Reviewed on 03 October 2024Published on 26 March 2024

Concurrency overview

Concurrency determines the number of incoming requests a single instance of a container can process before scaling up. Serverless Containers automatically scale according to the number of instances needed to handle the incoming workload.

A higher number of instances processing requests at the same time implies a greater usage of memory and vCPU, and consequently a higher cost.

Concurrency = 1
┌─────────────┐
│ ┌──────┐│
│ │ │ ││
└─────┼───► │ ││ Concurrency = 80
│ │ ││
│ └──────┘│ ┌─────────────┐
│ ┌──────┐│ │ │ ┌──────┐│
│ │ ││ └────┼───► │ ││
3 requests ──────┼───► │ ││ 3 requests ─────┼───► │ ││
│ │ ││ ┌────┼───► │ ││
│ └──────┘│ │ │ └──────┘│
│ ┌──────┐│ └─────────────┘
│ │ ││ 1 service
┌─────┼───► │ ││ 1 container instance
│ │ │ ││
│ └──────┘│
└─────────────┘
1 service
3 container instances

Concurrency setting

When deploying a container, Scaleway Serverless Containers allows you to configure the concurrency, which is the maximum number of requests a single container instance can handle at the same time. The concurrency setting ranges from 1 to 1,000 simultaneous instances.

By default, Serverless Containers allow 80 concurrent requests per container instance. We recommend using the default value, as Serverless Containers are designed to efficiently function with it, but you can lower it to better fit specific requirements.

Impact of concurrency on container scaling

If the number of incoming requests exceeds the set concurrency value for a container, Serverless Containers automatically creates new container instances to handle the additional load.

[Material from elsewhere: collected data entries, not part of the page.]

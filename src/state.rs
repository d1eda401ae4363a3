// src/state.rs

use crate::{config::Config, services::Services, session::SessionManager};

#[derive(Clone)]
pub struct AppState {
    pub services: Services,
    pub sessions: SessionManager,
    pub config: Config,
}

impl AppState {
    pub fn new(services: Services, config: Config) -> Self {
        Self {
            services,
            sessions: SessionManager::new(),
            config,
        }
    }
}
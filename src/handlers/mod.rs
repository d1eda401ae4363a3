// src/handlers/mod.rs

pub mod quiz;
pub mod results;
pub mod session;
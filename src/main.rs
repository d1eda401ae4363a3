// src/main.rs

use dotenvy::dotenv;
use quizroom::config::{Config, StorageBackend};
use quizroom::routes;
use quizroom::services::Services;
use quizroom::session::{SESSION_MAX_IDLE, SWEEP_INTERVAL};
use quizroom::state::AppState;
use sqlx::postgres::PgPoolOptions;
use std::time::Duration;
use tracing_subscriber::{EnvFilter, fmt, layer::SubscriberExt, util::SubscriberInitExt};

#[tokio::main]
async fn main() {
    // Load .env file (if present)
    dotenv().ok();

    // Load configuration from environment
    let config = Config::from_env();

    let file_appender = tracing_appender::rolling::daily("logs", "app.log");
    let (non_blocking, _guard) = tracing_appender::non_blocking(file_appender);
    let env_filter = EnvFilter::new(&config.rust_log);
    let stdout_layer = fmt::layer().with_writer(std::io::stdout).with_target(false);
    let file_layer = fmt::layer().with_writer(non_blocking).with_ansi(false);

    // Initialize Tracing (Logging)
    tracing_subscriber::registry()
        .with(env_filter)
        .with(stdout_layer)
        .with(file_layer)
        .init();

    // Wire the collaborator implementations chosen by configuration
    let services = match config.storage_backend {
        StorageBackend::Postgres => {
            let database_url = config
                .database_url
                .clone()
                .expect("DATABASE_URL must be set for the postgres backend");

            // Initialize Database Pool with Retry
            let mut retry_count = 0;
            let pool = loop {
                match PgPoolOptions::new()
                    .max_connections(5)
                    .acquire_timeout(Duration::from_secs(3))
                    .connect(&database_url)
                    .await
                {
                    Ok(pool) => break pool,
                    Err(e) => {
                        retry_count += 1;
                        if retry_count > 5 {
                            panic!("Failed to connect to database after 5 retries: {}", e);
                        }
                        tracing::warn!(
                            "Database not ready, retrying in 2s... (Attempt {})",
                            retry_count
                        );
                        tokio::time::sleep(Duration::from_secs(2)).await;
                    }
                }
            };

            tracing::info!("Database connected...");

            // Run Migrations Automatically
            tracing::info!("Running migrations...");
            sqlx::migrate!("./migrations")
                .run(&pool)
                .await
                .expect("Failed to run database migrations");
            tracing::info!("Migrations applied successfully.");

            Services::postgres(pool)
        }
        StorageBackend::Memory => {
            tracing::info!("Running with the in-memory storage backend");
            Services::memory()
        }
    };

    // Create AppState
    let state = AppState::new(services, config.clone());

    // Reclaim abandoned sessions and expired tombstones in the background
    let sessions = state.sessions.clone();
    tokio::spawn(async move {
        let mut interval = tokio::time::interval(SWEEP_INTERVAL);
        loop {
            interval.tick().await;
            let evicted = sessions.sweep(SESSION_MAX_IDLE);
            if evicted > 0 {
                tracing::info!("Swept {} abandoned session(s)", evicted);
            }
        }
    });

    // Create the Axum application router
    let app = routes::create_router(state);

    tracing::info!("Listening on {}", config.bind_address);

    let listener = tokio::net::TcpListener::bind(&config.bind_address)
        .await
        .unwrap();

    // Start the server
    axum::serve(listener, app).await.unwrap();
}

For example, if a container is set to handle 10 concurrent requests, and 50 requests or events arrive at the same time, Serverless Containers will create at least 5 container instances to handle the incoming load.

Benefits of concurrency

Efficiency: Setting a higher concurrency value allows a single container instance to handle more requests, which can reduce the total number of container instances, therefore reducing costs.

Responsiveness: Setting a lower concurrency (down to 1 concurrent container instance) allows to reduce latency for individual requests, since the container focuses on fewer tasks at a time.

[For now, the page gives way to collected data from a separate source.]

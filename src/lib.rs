// src/lib.rs

pub mod config;
pub mod error;
pub mod handlers;
pub mod models;
pub mod routes;
pub mod services;
pub mod session;
pub mod state;
pub mod utils;

// Re-export specific items for convenience if needed
pub use routes::create_router;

Implications for your service

Compute-bound workloads: Workloads relying on heavy CPU or memory usage per request benefit from lower concurrency (e.g., 1 or 2) to avoid resource contention within the container.

I/O-bound workloads: Workloads relying on smaller input/output operations, such as waiting for external APIs or databases benefit from higher concurrency, since the container can handle multiple requests while waiting on I/O.

Examples

Low concurrency

If your Serverless Container hosts a resource-intensive application that can only handle a small number of requests with the provisioned memory and vCPU, you can reduce the number of maximum concurrent requests per instance to scale quicker and avoid bottlenecks and queued requests.

You can set the Maximum concurrent requests per instance of your container to 1 if it is designed to handle a single request at a time. However, a low maximum concurrency value may affect the performance of your deployment, as several instances of your container will start if it receives a high number of concurrent requests.

High concurrency

If your Serverless Container hosts an application that receives a high number of requests that are easily processed with the provisioned memory and vCPU, you can set a greater number of maximum concurrent requests per instance.

By setting a greater concurrency value than the average number of concurrent requests your container can handle, it will only scale up in the event of a spike in received requests.